Nulle part un sentiment d’étouffement : de l’espace, un territoire en mouvement, apaisé, en reconstruction perpétuelle de son architecture et de son rapport au passé, son rapport à l’Histoire qui est ici plus forte qu’ailleurs (je parle de l’histoire vécue, pas de la culture historique). Les Berlinois se réinventent. Ils ont cet avantage sur nous de s’être débarrassé de vieux sentiments nationaux qui finissent par nous étouffer (craindre la perte de grandeur ?).
J’avais quelques points de repères historiques (la ville prussienne, la ville bouillonnante de culture des années vingt, la ville nazie, la ville détruite, la ville du Mur). Des films : Berlin, symphonie d’une grande ville de Walter Ruttmann (1927), Allemagne année zéro de Rosselini (1947) , Berlin Alexanderplatz version Fassbinder (1980)… qui m’ont fait percevoir l’importance de cette ville, historiquement et culturellement.
Mais rien finalement n’est aussi simple que je pouvais l’imaginer : on ne reconnaît pas Berlin d’après des images toutes faites, des clichés. Il est nécessaire d’oublier un peu pour voir vraiment. Cette ville est au travail et elle est surprenante. Comme Rome a su, à un certain moment, se reconstruire sur les ruines de son passé (la Piazza Navona revue par Le Bernin au 17ème siècle sur les ruines du cirque de Domitien), Berlin opère aujourd’hui ses transformations, digérant son passé pour en faire une ville nouvelle. Loin des utopies de ville idéale (Hitler souhaitant la reconstruire en la renommant Germania comme Mussolini avait ébauché la ville fasciste avec le quartier de l’EUR à Rome).
La reconstruction est ici une prise en compte intelligente du passé, pas une réinvention ou une injonction. Rien n’est occulté, c’est une avancée en finesse, démocratique et culturelle (démocratique parce qu’elle permet la variété, elle ne répond pas à un plan unique, elle révèle une multiplicité d’orientations, de fonctions, elle fait cohabiter des œuvres modestes avec de véritables monuments).
Place à l’audace, à la transparence, à l’espace. Sur Pariserplatz, l’immeuble de la banque DZ est signé Franck Gehry. La gare centrale, la Hauptbahnhof, est due à l’architecte Meinhard von Gerkan. Sur Friedrichstrasse, les Galeries Lafayette sont l’œuvre de Jean Nouvel.
Le Jüdisches Museum à l’incroyable architecture intérieure est l’œuvre de Daniel Libeskind.

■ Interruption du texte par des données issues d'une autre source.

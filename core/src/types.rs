//! Common types shared across the depth-of-search pipeline.
//!
//! These structures describe the inputs of a run (bin grid, target stars,
//! planet population, run configuration) and its aggregated output.  All
//! of them are plain data: they are built once from external inputs and
//! never mutated by the numerical modules.

use log::warn;
use ndarray::{Array1, Array2, ArrayView1};
use serde::{Deserialize, Serialize};

use crate::constants::{ARCSEC_TO_RAD, AU_PER_PARSEC, MAX_EXTRAPOLATION_RADIUS, MIN_EXTRAPOLATION_RADIUS};
use crate::contrast::ContrastCurve;

// ---------------------------------------------------------------------------
// Error types
// ---------------------------------------------------------------------------

/// Errors raised while building a [`BinGrid`].
#[derive(Debug, thiserror::Error)]
pub enum GridError {
    #[error("{axis} axis needs at least 2 edges, got {len}")]
    TooFewEdges { axis: &'static str, len: usize },

    #[error("{axis} axis: first edge {value} must be positive and finite")]
    NonPositive { axis: &'static str, value: f64 },

    #[error("{axis} axis: edges must be strictly increasing (edge {index})")]
    NotIncreasing { axis: &'static str, index: usize },
}

/// Errors raised while loading or validating a [`Survey`].
#[derive(Debug, thiserror::Error)]
pub enum SurveyError {
    #[error("invalid survey document: {0}")]
    Json(#[from] serde_json::Error),

    #[error("semi-major axis range [{0}, {1}] AU must satisfy 0 < amin < amax")]
    InvalidAxisRange(f64, f64),

    #[error("minimum planetary radius {0} R⊕ is above extrapolation range")]
    RadiusAboveRange(f64),

    #[error("maximum planetary radius {0} R⊕ is below extrapolation range")]
    RadiusBelowRange(f64),

    #[error("maximum planetary radius {rmax} R⊕ is not above minimum planetary radius {rmin} R⊕")]
    InvalidRadiusRange { rmin: f64, rmax: f64 },

    #[error("{name} = {value} is out of range")]
    InvalidParameter { name: &'static str, value: f64 },

    #[error("survey gives neither a contrast floor nor a reference contrast curve")]
    MissingContrastFloor,
}

// ---------------------------------------------------------------------------
// BinGrid
// ---------------------------------------------------------------------------

/// Semi-major-axis and planetary-radius bin edges, both in AU.
///
/// A grid with `abins + 1` axis edges and `rbins + 1` radius edges has
/// `(rbins, abins)` bins: rows follow radius, columns semi-major axis.
#[derive(Clone, Debug, PartialEq)]
pub struct BinGrid {
    aedges: Array1<f64>,
    redges: Array1<f64>,
}

fn check_edges(axis: &'static str, edges: &Array1<f64>) -> Result<(), GridError> {
    if edges.len() < 2 {
        return Err(GridError::TooFewEdges { axis, len: edges.len() });
    }
    if !(edges[0] > 0.0 && edges[0].is_finite()) {
        return Err(GridError::NonPositive { axis, value: edges[0] });
    }
    match (1..edges.len()).find(|&i| !(edges[i] > edges[i - 1] && edges[i].is_finite())) {
        Some(index) => Err(GridError::NotIncreasing { axis, index }),
        None => Ok(()),
    }
}

/// `n + 1` log-spaced edges from `lo` to `hi`, with both ends exact.
pub(crate) fn log_edges(lo: f64, hi: f64, n: usize) -> Array1<f64> {
    let mut edges = Array1::logspace(10.0, lo.log10(), hi.log10(), n + 1);
    edges[0] = lo;
    edges[n] = hi;
    edges
}

impl BinGrid {
    pub fn new(aedges: Array1<f64>, redges: Array1<f64>) -> Result<Self, GridError> {
        check_edges("semi-major axis", &aedges)?;
        check_edges("radius", &redges)?;
        Ok(Self { aedges, redges })
    }

    /// Log-spaced grid with `abins` axis bins over `[amin, amax]` and
    /// `rbins` radius bins over `[rmin, rmax]` (all AU).
    pub fn logspace(amin: f64, amax: f64, abins: usize, rmin: f64, rmax: f64, rbins: usize) -> Result<Self, GridError> {
        if abins == 0 {
            return Err(GridError::TooFewEdges { axis: "semi-major axis", len: 1 });
        }
        if rbins == 0 {
            return Err(GridError::TooFewEdges { axis: "radius", len: 1 });
        }
        for (axis, lo) in [("semi-major axis", amin), ("radius", rmin)] {
            if !(lo > 0.0 && lo.is_finite()) {
                return Err(GridError::NonPositive { axis, value: lo });
            }
        }
        Self::new(log_edges(amin, amax, abins), log_edges(rmin, rmax, rbins))
    }

    pub fn aedges(&self) -> ArrayView1<'_, f64> {
        self.aedges.view()
    }

    pub fn redges(&self) -> ArrayView1<'_, f64> {
        self.redges.view()
    }

    pub fn abins(&self) -> usize {
        self.aedges.len() - 1
    }

    pub fn rbins(&self) -> usize {
        self.redges.len() - 1
    }

    /// Shape of a bin grid: `(rbins, abins)`.
    pub fn shape(&self) -> (usize, usize) {
        (self.rbins(), self.abins())
    }
}

// ---------------------------------------------------------------------------
// StarRecord
// ---------------------------------------------------------------------------

/// One target star as delivered by the catalog and instrument providers.
#[derive(Clone, Debug, PartialEq, Serialize, Deserialize)]
pub struct StarRecord {
    /// Catalog name, informational only.
    #[serde(default)]
    pub name: String,

    /// Distance in parsecs.
    pub dist: f64,

    /// Smallest observable projected separation, in AU.
    pub smin: f64,

    /// Largest observable projected separation, in AU.
    pub smax: f64,

    /// Integration time allotted to the star, in days.
    pub t_int: f64,

    /// Instrument contrast over working angle for this star's integration
    /// time.
    pub contrast: ContrastCurve,
}

impl StarRecord {
    /// Build a record from the instrument's inner and outer working angles
    /// (arcsec): `smin = tan(IWA)·dist`, `smax = tan(OWA)·dist`.
    pub fn from_working_angles(
        name: impl Into<String>,
        dist: f64,
        iwa: f64,
        owa: f64,
        t_int: f64,
        contrast: ContrastCurve,
    ) -> Self {
        let to_au = |wa: f64| (wa * ARCSEC_TO_RAD).tan() * dist * AU_PER_PARSEC;
        Self {
            name: name.into(),
            dist,
            smin: to_au(iwa),
            smax: to_au(owa),
            t_int,
            contrast,
        }
    }

    /// Whether the scalar fields describe a physically usable star.
    pub fn is_well_formed(&self) -> bool {
        self.dist.is_finite()
            && self.dist > 0.0
            && self.smin.is_finite()
            && self.smin > 0.0
            && self.smax.is_finite()
            && self.smax >= self.smin
            && self.t_int.is_finite()
            && self.t_int >= 0.0
    }
}

// ---------------------------------------------------------------------------
// DosParams
// ---------------------------------------------------------------------------

/// Configuration of a depth-of-search run.
#[cfg_attr(feature = "python", pyo3::pyclass(get_all, set_all))]
#[derive(Clone, Debug, PartialEq, Serialize, Deserialize)]
#[serde(default)]
pub struct DosParams {
    /// Number of semi-major axis bins.
    pub abins: usize,

    /// Number of planetary radius bins.
    pub rbins: usize,

    /// Total integration-time budget of the observing program, in days.
    pub max_time: f64,

    /// Stars needing at least this many days of integration are dropped.
    pub int_cutoff: f64,

    /// Number of rayon worker threads.  Set to 0 to use all available CPU
    /// cores.
    pub n_workers: usize,

    /// Wall-clock limit of the star selection search, in seconds.  `None`
    /// searches until optimality is proven.
    pub time_limit_secs: Option<f64>,
}

impl Default for DosParams {
    fn default() -> Self {
        Self {
            abins: 100,
            rbins: 30,
            max_time: 365.0,
            int_cutoff: 30.0,
            n_workers: 0,
            time_limit_secs: None,
        }
    }
}

impl DosParams {
    pub fn validate(&self) -> Result<(), SurveyError> {
        if self.abins == 0 {
            return Err(SurveyError::InvalidParameter { name: "abins", value: 0.0 });
        }
        if self.rbins == 0 {
            return Err(SurveyError::InvalidParameter { name: "rbins", value: 0.0 });
        }
        if !(self.max_time >= 0.0 && self.max_time.is_finite()) {
            return Err(SurveyError::InvalidParameter { name: "max_time", value: self.max_time });
        }
        if !(self.int_cutoff > 0.0) {
            return Err(SurveyError::InvalidParameter { name: "int_cutoff", value: self.int_cutoff });
        }
        if let Some(limit) = self.time_limit_secs {
            if !(limit >= 0.0 && limit.is_finite()) {
                return Err(SurveyError::InvalidParameter { name: "time_limit_secs", value: limit });
            }
        }
        Ok(())
    }
}
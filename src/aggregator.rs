//! Critical subject aggregation
//!
//! Combines the review statistics and subject endpoints into a single answer:
//! find the user's critical items, serve the ones already known from the
//! subject cache, and fetch only the rest from WaniKani in one batch.

use std::sync::Arc;

use tracing::{debug, warn};

use crate::cache::SubjectCache;
use crate::data::{Subject, SubjectId, WaniKaniClient, WaniKaniError};

/// Result of splitting subject IDs against the cache
#[derive(Debug, Clone, Default, PartialEq)]
pub struct Partition {
    /// Subjects found in the cache, in input order
    pub cached: Vec<Subject>,
    /// IDs with no cache entry, in input order, duplicates kept
    pub uncached: Vec<SubjectId>,
}

/// Splits `ids` into cached subjects and IDs still to be fetched
///
/// Every input ID lands on exactly one side, so
/// `cached.len() + uncached.len() == ids.len()`.
pub fn partition(ids: &[SubjectId], cache: &SubjectCache) -> Partition {
    let mut partition = Partition::default();
    for &id in ids {
        match cache.get(id) {
            Some(subject) => partition.cached.push(subject),
            None => partition.uncached.push(id),
        }
    }
    partition
}

/// Orchestrates the critical-subjects flow for one request at a time
///
/// Cloning is cheap: the HTTP client and the cache are shared.
#[derive(Debug, Clone)]
pub struct Aggregator {
    client: WaniKaniClient,
    cache: Arc<SubjectCache>,
}

impl Aggregator {
    /// Creates an aggregator over a shared client and cache
    pub fn new(client: WaniKaniClient, cache: Arc<SubjectCache>) -> Self {
        Self { client, cache }
    }

    /// The subject cache this aggregator reads and fills
    pub fn cache(&self) -> &Arc<SubjectCache> {
        &self.cache
    }

    /// Fetches the critical subjects of the user owning `token`
    ///
    /// # Returns
    /// * `Ok(Vec<Subject>)` - cached subjects first, then freshly fetched ones
    /// * `Err(WaniKaniError)` - if either upstream call fails; the cache is left untouched
    pub async fn critical_subjects(&self, token: &str) -> Result<Vec<Subject>, WaniKaniError> {
        let ids = self
            .client
            .fetch_critical_subject_ids(token)
            .await
            .inspect_err(|e| warn!(error = %e, "Failed to fetch review statistics"))?;

        let Partition {
            mut cached,
            uncached,
        } = partition(&ids, &self.cache);

        debug!(
            critical = ids.len(),
            hits = cached.len(),
            misses = uncached.len(),
            "Partitioned critical subjects against cache"
        );

        if uncached.is_empty() {
            return Ok(cached);
        }

        let fetched = self
            .client
            .fetch_subjects(token, &uncached)
            .await
            .inspect_err(|e| warn!(error = %e, "Failed to fetch subjects"))?;

        for subject in &fetched {
            self.cache.set(subject.id, subject.clone());
        }
        debug!(
            fetched = fetched.len(),
            cached_total = self.cache.len(),
            "Cached fetched subjects"
        );

        cached.extend(fetched);
        Ok(cached)
    }
}
//! In-memory subject cache
//!
//! Provides a `SubjectCache` that memoizes subject details by ID for the
//! lifetime of the process. Subjects do not change upstream, so entries never
//! expire and are never evicted.

use std::collections::HashMap;

use parking_lot::RwLock;

use crate::data::{Subject, SubjectId};

/// Thread-safe map from subject ID to subject details
///
/// A single lock guards the whole map. Requests only hold it for a lookup or an
/// insert, never across an upstream call.
#[derive(Debug, Default)]
pub struct SubjectCache {
    entries: RwLock<HashMap<SubjectId, Subject>>,
}

impl SubjectCache {
    /// Creates an empty cache
    pub fn new() -> Self {
        Self::default()
    }

    /// Looks up a subject by ID
    ///
    /// # Returns
    /// * `Some(Subject)` - a copy of the cached subject
    /// * `None` - if the subject has not been fetched yet
    pub fn get(&self, id: SubjectId) -> Option<Subject> {
        self.entries.read().get(&id).cloned()
    }

    /// Stores a subject under `id`, replacing any previous entry
    pub fn set(&self, id: SubjectId, subject: Subject) {
        self.entries.write().insert(id, subject);
    }

    /// Whether a subject is cached under `id`
    pub fn contains(&self, id: SubjectId) -> bool {
        self.entries.read().contains_key(&id)
    }

    /// Number of cached subjects
    pub fn len(&self) -> usize {
        self.entries.read().len()
    }

    /// Whether nothing has been cached yet
    pub fn is_empty(&self) -> bool {
        self.entries.read().is_empty()
    }
}
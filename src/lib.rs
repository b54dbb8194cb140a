//! Maikani Library
//!
//! This module exposes the proxy's building blocks for the binary and for
//! integration tests.

pub mod aggregator;
pub mod cache;
pub mod cli;
pub mod data;
pub mod server;
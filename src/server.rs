//! HTTP surface of the proxy
//!
//! Builds the axum router serving `/criticalSubjects` and maps upstream
//! failures to gateway error responses. A failed request never takes the
//! server down.

use axum::{
    extract::{rejection::QueryRejection, Query, State},
    http::StatusCode,
    response::{IntoResponse, Response},
    routing::get,
    Json, Router,
};
use serde::{Deserialize, Serialize};
use thiserror::Error;
use tower_http::trace::TraceLayer;

use crate::aggregator::Aggregator;
use crate::data::{Subjects, WaniKaniError};

/// Shared state handed to every request
#[derive(Debug, Clone)]
pub struct AppState {
    pub aggregator: Aggregator,
}

impl AppState {
    pub fn new(aggregator: Aggregator) -> Self {
        Self { aggregator }
    }
}

/// Errors returned to callers of the proxy
#[derive(Debug, Error)]
pub enum ApiError {
    /// The request did not carry an API token
    #[error("missing APIToken query parameter")]
    MissingToken,

    /// The query string could not be decoded
    #[error("invalid query string: {0}")]
    BadQuery(String),

    /// WaniKani could not be queried or answered with something unusable
    #[error("upstream request failed: {0}")]
    Upstream(#[from] WaniKaniError),
}

impl ApiError {
    /// HTTP status reported to the caller
    pub fn status_code(&self) -> StatusCode {
        match self {
            ApiError::MissingToken | ApiError::BadQuery(_) => StatusCode::BAD_REQUEST,
            ApiError::Upstream(WaniKaniError::Status { status, .. })
                if *status == StatusCode::UNAUTHORIZED =>
            {
                StatusCode::UNAUTHORIZED
            }
            ApiError::Upstream(e) if e.is_timeout() => StatusCode::GATEWAY_TIMEOUT,
            ApiError::Upstream(_) => StatusCode::BAD_GATEWAY,
        }
    }
}

#[derive(Debug, Serialize)]
struct ErrorBody {
    error: String,
}

impl IntoResponse for ApiError {
    fn into_response(self) -> Response {
        let body = ErrorBody {
            error: self.to_string(),
        };
        (self.status_code(), Json(body)).into_response()
    }
}

/// Query string of `/criticalSubjects`
#[derive(Debug, Deserialize)]
pub struct CriticalSubjectsQuery {
    #[serde(rename = "APIToken", default)]
    pub api_token: Option<String>,
}

/// Health report
#[derive(Debug, Serialize, Deserialize)]
pub struct Health {
    pub status: String,
    pub cached_subjects: usize,
}

/// Builds the application router
pub fn build_app(state: AppState) -> Router {
    Router::new()
        .route("/criticalSubjects", get(critical_subjects))
        .route("/healthz", get(healthz))
        .layer(TraceLayer::new_for_http())
        .with_state(state)
}

async fn critical_subjects(
    State(state): State<AppState>,
    query: Result<Query<CriticalSubjectsQuery>, QueryRejection>,
) -> Result<Json<Subjects>, ApiError> {
    let Query(query) = query.map_err(|rejection| ApiError::BadQuery(rejection.body_text()))?;
    let token = query
        .api_token
        .filter(|token| !token.is_empty())
        .ok_or(ApiError::MissingToken)?;

    let data = state.aggregator.critical_subjects(&token).await?;
    tracing::info!(subjects = data.len(), "Served critical subjects");
    Ok(Json(Subjects { data }))
}

async fn healthz(State(state): State<AppState>) -> Json<Health> {
    Json(Health {
        status: "ok".to_string(),
        cached_subjects: state.aggregator.cache().len(),
    })
}
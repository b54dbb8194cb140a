//! Command-line interface parsing for the proxy
//!
//! This module handles parsing of CLI arguments using clap. Every flag can also
//! be set through an environment variable so the server can be configured in a
//! container without a wrapper script.

use std::net::{IpAddr, SocketAddr};
use std::time::Duration;

use clap::Parser;
use thiserror::Error;

use crate::data::wanikani::WANIKANI_API_URL;

/// Error types for CLI argument validation
#[derive(Debug, Error)]
pub enum CliError {
    /// The upstream timeout must be positive
    #[error("Invalid timeout: must be at least 1 second")]
    InvalidTimeout,

    /// The API URL must be an http(s) URL
    #[error("Invalid API URL: '{0}'. Expected an http:// or https:// URL")]
    InvalidApiUrl(String),
}

/// Maikani - serve WaniKani critical review items with cached subject details
#[derive(Parser, Debug)]
#[command(name = "maikani")]
#[command(about = "HTTP proxy serving WaniKani critical items with cached subject details")]
#[command(version)]
pub struct Cli {
    /// Port to listen on
    #[arg(long, env = "MAIKANI_PORT", default_value_t = 1234)]
    pub port: u16,

    /// Address to bind to
    #[arg(long, env = "MAIKANI_BIND", default_value = "0.0.0.0")]
    pub bind: IpAddr,

    /// Base URL of the WaniKani v2 API
    #[arg(long, env = "WANIKANI_API_URL", default_value = WANIKANI_API_URL)]
    pub api_url: String,

    /// Seconds to wait on a WaniKani request before giving up
    #[arg(long, env = "MAIKANI_UPSTREAM_TIMEOUT", default_value_t = 30)]
    pub timeout_secs: u64,
}

/// Validated server configuration
#[derive(Debug, Clone, PartialEq)]
pub struct ServerConfig {
    /// Socket address to listen on
    pub addr: SocketAddr,
    /// Base URL of the WaniKani API
    pub api_url: String,
    /// Timeout applied to each upstream request
    pub upstream_timeout: Duration,
}

impl ServerConfig {
    /// Creates a ServerConfig from parsed CLI arguments.
    ///
    /// # Returns
    /// * `Ok(ServerConfig)` with validated settings
    /// * `Err(CliError)` if the timeout or API URL is unusable
    pub fn from_cli(cli: &Cli) -> Result<Self, CliError> {
        if cli.timeout_secs == 0 {
            return Err(CliError::InvalidTimeout);
        }
        if !(cli.api_url.starts_with("http://") || cli.api_url.starts_with("https://")) {
            return Err(CliError::InvalidApiUrl(cli.api_url.clone()));
        }

        Ok(ServerConfig {
            addr: SocketAddr::new(cli.bind, cli.port),
            api_url: cli.api_url.clone(),
            upstream_timeout: Duration::from_secs(cli.timeout_secs),
        })
    }
}
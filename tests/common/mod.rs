//! Shared fixtures for integration tests

#![allow(dead_code)]

use std::sync::Arc;

use maikani::aggregator::Aggregator;
use maikani::cache::SubjectCache;
use maikani::data::{Subject, SubjectId, WaniKaniClient};
use reqwest::Client;
use serde_json::{json, Value};
use wiremock::matchers::{header, method, path, query_param};
use wiremock::{Mock, MockServer, ResponseTemplate};

pub const TOKEN: &str = "test-token";

/// JSON of a subject resource as WaniKani returns it
pub fn subject_json(id: SubjectId) -> Value {
    json!({
        "id": id,
        "object": "kanji",
        "url": format!("https://api.wanikani.com/v2/subjects/{}", id),
        "data_updated_at": "2018-03-29T23:14:30.805034Z",
        "data": {
            "created_at": "2012-02-27T19:55:19.000000Z",
            "level": 1,
            "slug": format!("kanji-{}", id),
            "hidden_at": null,
            "document_url": format!("https://www.wanikani.com/kanji/{}", id),
            "characters": "一",
            "meanings": [{"meaning": "One", "primary": true, "accepted_answer": true}],
            "auxiliary_meanings": [],
            "readings": [
                {"type": "onyomi", "primary": true, "accepted_answer": true, "reading": "いち"}
            ],
            "component_subject_ids": [1],
            "amalgamation_subject_ids": [],
            "visually_similar_subject_ids": [],
            "meaning_mnemonic": "Lying on the ground.",
            "meaning_hint": null,
            "reading_mnemonic": "Itchy.",
            "reading_hint": null
        }
    })
}

pub fn subject(id: SubjectId) -> Subject {
    serde_json::from_value(subject_json(id)).expect("fixture subject should parse")
}

/// JSON of a review statistics collection for `ids`
pub fn statistics_json(ids: &[SubjectId]) -> Value {
    let data: Vec<Value> = ids
        .iter()
        .map(|id| {
            json!({
                "id": 1000 + id,
                "object": "review_statistic",
                "data": {
                    "subject_id": id,
                    "subject_type": "kanji",
                    "percentage_correct": 50
                }
            })
        })
        .collect();
    json!({ "object": "collection", "total_count": ids.len(), "data": data })
}

/// Mounts a review statistics endpoint returning `ids`
pub async fn mount_statistics(server: &MockServer, ids: &[SubjectId]) {
    Mock::given(method("GET"))
        .and(path("/review_statistics"))
        .and(query_param("percentages_less_than", "75"))
        .and(header("authorization", format!("Bearer {}", TOKEN).as_str()))
        .respond_with(ResponseTemplate::new(200).set_body_json(statistics_json(ids)))
        .mount(server)
        .await;
}

/// Mounts a subjects endpoint expecting exactly `requested` and answering with `returned`
pub async fn mount_subjects(
    server: &MockServer,
    requested: &str,
    returned: &[SubjectId],
    expected_calls: u64,
) {
    let data: Vec<Value> = returned.iter().map(|id| subject_json(*id)).collect();
    Mock::given(method("GET"))
        .and(path("/subjects"))
        .and(query_param("ids", requested))
        .and(header("authorization", format!("Bearer {}", TOKEN).as_str()))
        .respond_with(ResponseTemplate::new(200).set_body_json(json!({ "data": data })))
        .expect(expected_calls)
        .mount(server)
        .await;
}

/// Number of requests the mock server received on the subjects endpoint
pub async fn subject_requests(server: &MockServer) -> usize {
    server
        .received_requests()
        .await
        .unwrap_or_default()
        .iter()
        .filter(|request| request.url.path() == "/subjects")
        .count()
}

/// URI of a local port with nothing listening on it
pub fn unreachable_uri() -> String {
    let listener = std::net::TcpListener::bind("127.0.0.1:0").expect("bind ephemeral port");
    let addr = listener.local_addr().expect("local addr");
    drop(listener);
    format!("http://{}", addr)
}

pub fn aggregator(server_uri: &str) -> (Aggregator, Arc<SubjectCache>) {
    let cache = Arc::new(SubjectCache::new());
    let client = WaniKaniClient::with_client(Client::new(), server_uri);
    (Aggregator::new(client, Arc::clone(&cache)), cache)
}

C’est ce bâtiment qui m’a le plus impressionné : architecture « mentale » ouverte sur l’intériorité, au plan labyrinthique, en déséquilibre constant (jusqu’au sol en pente du premier niveau), aux parties presque carcérales. On pénètre, par une mise en scène incontournable, dans l’histoire et le destin du peuple juif. Les espaces clos, les longs couloirs, les salles (la tour de l’holocauste), jardin (le jardin de l’exil) faisant ressentir au visiteur des sentiments qui deviennent alors universels : l’exil, le monde carcéral, l’extermination. L’architecture seule crée ce sens, à peine quelques vitrines dans les couloirs de ce premier niveau présentent-elles des objets, des photos, des documents de familles victimes de l’holocauste (je ne parlerai pas de l’exposition permanente des second et troisième niveaux qui, elle, étouffe d’informations).
Alte Nationalgalerie. Achevée en 1876.
Un monument culturel pour la puissance du nouveau Reich et l’unité du pays. De la « ville prussienne » voyons ce tableau de Anton Von Werner, Le cantonnement à côté de Paris le 24 octobre 1870 (tableau de1894). Exercice raté de glorification. Les vainqueurs sont aux portes de Paris. Quelques officiers et soldats occupent une demeure bourgeoise : le repos des guerriers aux bottes boueuses consiste à chanter dans le salon, tandis qu’un soldat éparpille des vieux journaux et du bois sur le tapis afin d’allumer un feu de cheminée.
Ma grand-mère parlait encore avec crainte des « Uhlans », cavaliers du nord qui servaient dans l’armée prussienne. Ils avaient la mauvaise réputation de saccager les maisons lorraines lors de la guerre de 1870, et jusqu’en 1918.
Ce tableau dessert bien sûr ses commanditaires : on y voit ce qu’aucun bourgeois ne peut tolérer, d’un côté ou de l’autre du Rhin. Est-ce involontaire ?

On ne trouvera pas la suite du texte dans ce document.